Plug-in hybrids only achieve their maximum emissions benefit when they are actually plugged in daily, and that isn’t happening as often as regulators who set emissions rules assume, according to a new study from the International Council on Clean Transportation (ICCT).
Based on self-reported fuel economy figures from the website Fuelly.com and data for engine-off distances traveled collected by the California Bureau of Automotive Repair (BAR), the study found that real-world electric miles driven by plug-in hybrids may be 25%-65% lower, and fuel consumption 42%-67% higher, than EPA-sanctioned window-sticker labels.
Drivers need to maximize the amount of electric miles by plugging in frequently, but unlike all-electric cars, charging isn’t mandatory. Plug-in hybrids can still be driven solely on gasoline power, which might prove more convenient for drivers but also increases fuel consumption.

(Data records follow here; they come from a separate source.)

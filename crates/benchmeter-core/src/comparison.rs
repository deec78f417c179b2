//! Threshold comparison.
//!
//! For every metric that has both measured percentiles and a
//! [`ThresholdSpec`](crate::thresholds::ThresholdSpec), each percentile is
//! checked against its absolute bound first and against its relative bound
//! second. A percentile without a bound passes.

use crate::metric::MetricKind;
use crate::statistics::{Percentile, PercentileSet};
use crate::thresholds::Thresholds;
use serde::{Deserialize, Serialize};
use std::collections::BTreeMap;
use std::fmt;

/// Measured or stored percentiles per metric.
pub type MetricPercentiles = BTreeMap<MetricKind, PercentileSet>;

#[derive(Debug, Clone, Copy, PartialEq, Eq, Serialize, Deserialize)]
#[serde(rename_all = "camelCase")]
pub enum Outcome {
    Pass,
    FailAbsolute,
    FailRelative,
}

impl Outcome {
    pub fn is_pass(self) -> bool {
        self == Outcome::Pass
    }
}

impl fmt::Display for Outcome {
    fn fmt(&self, f: &mut fmt::Formatter<'_>) -> fmt::Result {
        let label = match self {
            Outcome::Pass => "pass",
            Outcome::FailAbsolute => "absolute threshold exceeded",
            Outcome::FailRelative => "relative threshold exceeded",
        };
        f.write_str(label)
    }
}

/// The bound a failing percentile exceeded.
#[derive(Debug, Clone, Copy, PartialEq, Serialize, Deserialize)]
#[serde(rename_all = "camelCase", tag = "kind")]
pub enum Bound {
    Absolute { max: u64 },
    Relative { max_percent: f64 },
}

impl fmt::Display for Bound {
    fn fmt(&self, f: &mut fmt::Formatter<'_>) -> fmt::Result {
        match self {
            Bound::Absolute { max } => write!(f, "{}", max),
            Bound::Relative { max_percent } => write!(f, "{}%", max_percent),
        }
    }
}

/// Outcome for one metric and percentile.
#[derive(Debug, Clone, PartialEq, Serialize, Deserialize)]
pub struct ComparisonResult {
    pub metric: MetricKind,
    pub percentile: Percentile,
    pub outcome: Outcome,
    pub measured: u64,
    #[serde(default, skip_serializing_if = "Option::is_none")]
    pub violated_bound: Option<Bound>,
    #[serde(default, skip_serializing_if = "Option::is_none")]
    pub baseline: Option<u64>,
    /// Deviation from the baseline in percent, positive means worse
    #[serde(default, skip_serializing_if = "Option::is_none")]
    pub deviation_percent: Option<f64>,
}

impl fmt::Display for ComparisonResult {
    fn fmt(&self, f: &mut fmt::Formatter<'_>) -> fmt::Result {
        write!(f, "{} {}: measured {}", self.metric.name(), self.percentile, self.measured)?;
        if let Some(baseline) = self.baseline {
            write!(f, ", baseline {}", baseline)?;
        }
        if let Some(deviation) = self.deviation_percent {
            write!(f, " ({:+.2}%)", deviation)?;
        }
        if let Some(bound) = self.violated_bound {
            write!(f, ", {} {}", self.outcome, bound)?;
        }
        Ok(())
    }
}

#[derive(Debug, Clone, Copy, PartialEq, Eq, Serialize, Deserialize)]
#[serde(rename_all = "camelCase")]
pub enum Verdict {
    Pass,
    Fail,
}

impl Verdict {
    pub fn is_pass(self) -> bool {
        self == Verdict::Pass
    }

    /// Fail if any verdict fails.
    pub fn combine(verdicts: impl IntoIterator<Item = Verdict>) -> Verdict {
        if verdicts.into_iter().all(Verdict::is_pass) {
            Verdict::Pass
        } else {
            Verdict::Fail
        }
    }
}

impl fmt::Display for Verdict {
    fn fmt(&self, f: &mut fmt::Formatter<'_>) -> fmt::Result {
        match self {
            Verdict::Pass => f.write_str("PASS"),
            Verdict::Fail => f.write_str("FAIL"),
        }
    }
}

/// Every result of a comparison and the aggregated verdict.
#[derive(Debug, Clone, PartialEq, Serialize, Deserialize)]
pub struct Comparison {
    pub results: Vec<ComparisonResult>,
    pub verdict: Verdict,
}

impl Comparison {
    pub fn failures(&self) -> impl Iterator<Item = &ComparisonResult> {
        self.results.iter().filter(|r| !r.outcome.is_pass())
    }

    pub fn is_pass(&self) -> bool {
        self.verdict.is_pass()
    }
}

/// Relative growth of `measured` over `baseline` in percent, rounded to six
/// decimals so a deviation sitting on a bound compares equal to it. A zero
/// baseline gives 0.
pub fn deviation_percent(measured: u64, baseline: u64) -> f64 {
    if baseline == 0 {
        return 0.0;
    }
    let deviation = 100.0 * measured as f64 / baseline as f64 - 100.0;
    (deviation * DEVIATION_SCALE).round() / DEVIATION_SCALE
}

const DEVIATION_SCALE: f64 = 1_000_000.0;

/// Compares measured percentiles against thresholds and an optional baseline.
#[derive(Debug, Clone, Copy)]
pub struct ThresholdComparator<'a> {
    thresholds: &'a Thresholds,
    baseline: Option<&'a MetricPercentiles>,
}

impl<'a> ThresholdComparator<'a> {
    pub fn new(thresholds: &'a Thresholds) -> Self {
        Self {
            thresholds,
            baseline: None,
        }
    }

    pub fn with_baseline(mut self, baseline: &'a MetricPercentiles) -> Self {
        self.baseline = Some(baseline);
        self
    }

    pub fn compare(&self, measured: &MetricPercentiles) -> Comparison {
        let mut results = Vec::new();
        for (metric, percentiles) in measured {
            let Some(spec) = self.thresholds.get(metric) else {
                continue;
            };
            let baseline = self.baseline.and_then(|b| b.get(metric));

            for percentile in Percentile::ALL {
                let value = percentiles.get(percentile);
                let baseline_value = baseline.map(|b| b.get(percentile));
                let deviation = baseline_value.map(|b| deviation_percent(value, b));

                let mut outcome = Outcome::Pass;
                let mut violated_bound = None;
                if let Some(&max) = spec.absolute.get(&percentile) {
                    if value > max {
                        outcome = Outcome::FailAbsolute;
                        violated_bound = Some(Bound::Absolute { max });
                    }
                }
                if outcome.is_pass() {
                    if let (Some(&max_percent), Some(deviation)) =
                        (spec.relative.get(&percentile), deviation)
                    {
                        if deviation > max_percent {
                            outcome = Outcome::FailRelative;
                            violated_bound = Some(Bound::Relative { max_percent });
                        }
                    }
                }

                results.push(ComparisonResult {
                    metric: *metric,
                    percentile,
                    outcome,
                    measured: value,
                    violated_bound,
                    baseline: baseline_value,
                    deviation_percent: deviation,
                });
            }
        }

        let verdict = if results.iter().all(|r| r.outcome.is_pass()) {
            Verdict::Pass
        } else {
            Verdict::Fail
        };
        Comparison { results, verdict }
    }
}

#[cfg(test)]
mod tests {
    use super::*;
    use crate::thresholds::ThresholdSpec;
    use rstest::rstest;

    fn single(metric: MetricKind, set: PercentileSet) -> MetricPercentiles {
        let mut map = BTreeMap::new();
        map.insert(metric, set);
        map
    }

    fn thresholds(metric: MetricKind, spec: ThresholdSpec) -> Thresholds {
        let mut map = Thresholds::new();
        map.insert(metric, spec);
        map
    }

    fn p90_result(comparison: &Comparison) -> &ComparisonResult {
        comparison
            .results
            .iter()
            .find(|r| r.percentile == Percentile::P90)
            .unwrap()
    }

    #[test]
    fn absolute_bound_wins_over_passing_relative_bound() {
        let measured = single(MetricKind::WallClock, PercentileSet::constant(1050));
        let baseline = single(MetricKind::WallClock, PercentileSet::constant(1040));
        let thresholds = thresholds(
            MetricKind::WallClock,
            ThresholdSpec::default()
                .with_absolute(Percentile::P90, 1000)
                .with_relative(Percentile::P90, 5.0),
        );

        let comparison = ThresholdComparator::new(&thresholds)
            .with_baseline(&baseline)
            .compare(&measured);

        let p90 = p90_result(&comparison);
        assert_eq!(p90.outcome, Outcome::FailAbsolute);
        assert_eq!(p90.violated_bound, Some(Bound::Absolute { max: 1000 }));
        assert_eq!(comparison.verdict, Verdict::Fail);
        assert_eq!(comparison.failures().count(), 1);
    }

    #[test]
    fn absolute_wins_when_both_bounds_fail() {
        let measured = single(MetricKind::MallocCountTotal, PercentileSet::constant(2000));
        let baseline = single(MetricKind::MallocCountTotal, PercentileSet::constant(1000));
        let thresholds = thresholds(
            MetricKind::MallocCountTotal,
            ThresholdSpec::default()
                .with_absolute(Percentile::P90, 1500)
                .with_relative(Percentile::P90, 10.0),
        );

        let comparison = ThresholdComparator::new(&thresholds)
            .with_baseline(&baseline)
            .compare(&measured);
        assert_eq!(p90_result(&comparison).outcome, Outcome::FailAbsolute);
    }

    #[rstest]
    #[case::within_bound(1040, 1000, 5.0, Outcome::Pass)]
    #[case::exactly_on_bound(1050, 1000, 5.0, Outcome::Pass)]
    #[case::on_bound_seven(1070, 1000, 7.0, Outcome::Pass)]
    #[case::on_fractional_bound(1007, 1000, 0.7, Outcome::Pass)]
    #[case::on_inexact_bound(1029, 1000, 2.9, Outcome::Pass)]
    #[case::just_over_fractional_bound(1008, 1000, 0.7, Outcome::FailRelative)]
    #[case::over_bound(1051, 1000, 5.0, Outcome::FailRelative)]
    #[case::improvement(800, 1000, 0.0, Outcome::Pass)]
    #[case::strict_unchanged(1000, 1000, 0.0, Outcome::Pass)]
    #[case::strict_regression(1001, 1000, 0.0, Outcome::FailRelative)]
    #[case::zero_baseline(5000, 0, 1.0, Outcome::Pass)]
    fn relative_bounds(
        #[case] measured: u64,
        #[case] baseline: u64,
        #[case] max_percent: f64,
        #[case] expected: Outcome,
    ) {
        let measured = single(MetricKind::WallClock, PercentileSet::constant(measured));
        let baseline = single(MetricKind::WallClock, PercentileSet::constant(baseline));
        let thresholds = thresholds(
            MetricKind::WallClock,
            ThresholdSpec::default().with_relative(Percentile::P90, max_percent),
        );

        let comparison = ThresholdComparator::new(&thresholds)
            .with_baseline(&baseline)
            .compare(&measured);
        assert_eq!(p90_result(&comparison).outcome, expected);
    }

    #[test]
    fn relative_bound_without_baseline_passes() {
        let measured = single(MetricKind::WallClock, PercentileSet::constant(9_999));
        let thresholds = thresholds(MetricKind::WallClock, ThresholdSpec::strict());

        let comparison = ThresholdComparator::new(&thresholds).compare(&measured);
        assert!(comparison.is_pass());
        assert!(comparison.results.iter().all(|r| r.deviation_percent.is_none()));
    }

    #[test]
    fn metrics_without_thresholds_are_not_compared() {
        let measured = single(MetricKind::RetainCount, PercentileSet::constant(3));
        let thresholds = thresholds(
            MetricKind::WallClock,
            ThresholdSpec::default().with_absolute(Percentile::P0, 0),
        );

        let comparison = ThresholdComparator::new(&thresholds).compare(&measured);
        assert!(comparison.results.is_empty());
        assert_eq!(comparison.verdict, Verdict::Pass);
    }

    #[test]
    fn result_reports_deviation_and_renders() {
        let measured = single(MetricKind::MallocCountTotal, PercentileSet::constant(1100));
        let baseline = single(MetricKind::MallocCountTotal, PercentileSet::constant(1000));
        let thresholds = thresholds(
            MetricKind::MallocCountTotal,
            ThresholdSpec::default().with_relative(Percentile::P90, 5.0),
        );

        let comparison = ThresholdComparator::new(&thresholds)
            .with_baseline(&baseline)
            .compare(&measured);
        let p90 = p90_result(&comparison);
        assert_eq!(p90.deviation_percent, Some(10.0));
        assert_eq!(
            p90.to_string(),
            "mallocCountTotal p90: measured 1100, baseline 1000 (+10.00%), relative threshold exceeded 5%"
        );
    }

    #[test]
    fn deviation_is_exact_on_decimal_bounds() {
        assert_eq!(deviation_percent(1070, 1000), 7.0);
        assert_eq!(deviation_percent(1007, 1000), 0.7);
        assert_eq!(deviation_percent(1029, 1000), 2.9);
        assert_eq!(deviation_percent(900, 1000), -10.0);
        assert_eq!(deviation_percent(42, 0), 0.0);
    }

    #[test]
    fn verdicts_combine() {
        assert_eq!(Verdict::combine([Verdict::Pass, Verdict::Pass]), Verdict::Pass);
        assert_eq!(Verdict::combine([Verdict::Pass, Verdict::Fail]), Verdict::Fail);
        assert_eq!(Verdict::combine([]), Verdict::Pass);
    }
}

Early adopters likely have more access to charging, while mainstream adopters can’t be assumed to plug in as often, the study concluded.
To remedy this, the ICCT recommends looking at actual electric miles driven to inform regulatory decisions, arguing that the EPA could generate this data “through on-board diagnostic reporting requirements.”
The ICCT also recommends setting minimum electric range requirements for plug-in hybrids, similar to California’s range requirements for zero-emission vehicle credits under its Advanced Clean Cars II standard. Future California regulations will require 50-mile plug-in hybrids based on certain test cycles, which may result in a range of market choices offering in the vicinity of 40 electric miles or more, something only a handful of plug-in hybrids like the Toyota RAV4 Prime offer today.
Analysts also suggested requirements like minimum all-electric power and cold-weather performance, maximum gas tank sizes, and mandatory fast-charging capability that would nudge plug-in hybrids further in the electric direction.
This isn’t the first analysis to question the emissions benefit of plug-in hybrids. A report from the environmental group Transport & Environment in 2020 found that real-world emissions from plug-in hybrids in Europe are also considerably higher than official ratings. European regulators have since considered ending the plug-in hybrid era early to concentrate on all-electric cars.
In the U.S., buyers now have many plug-in hybrid choices, particularly from Volvo, which eliminated standalone gasoline engines from its lineup for 2023. Consumer Reports has also found that plug-in hybrids, along with hybrids, are factoring in as more reliable than EVs.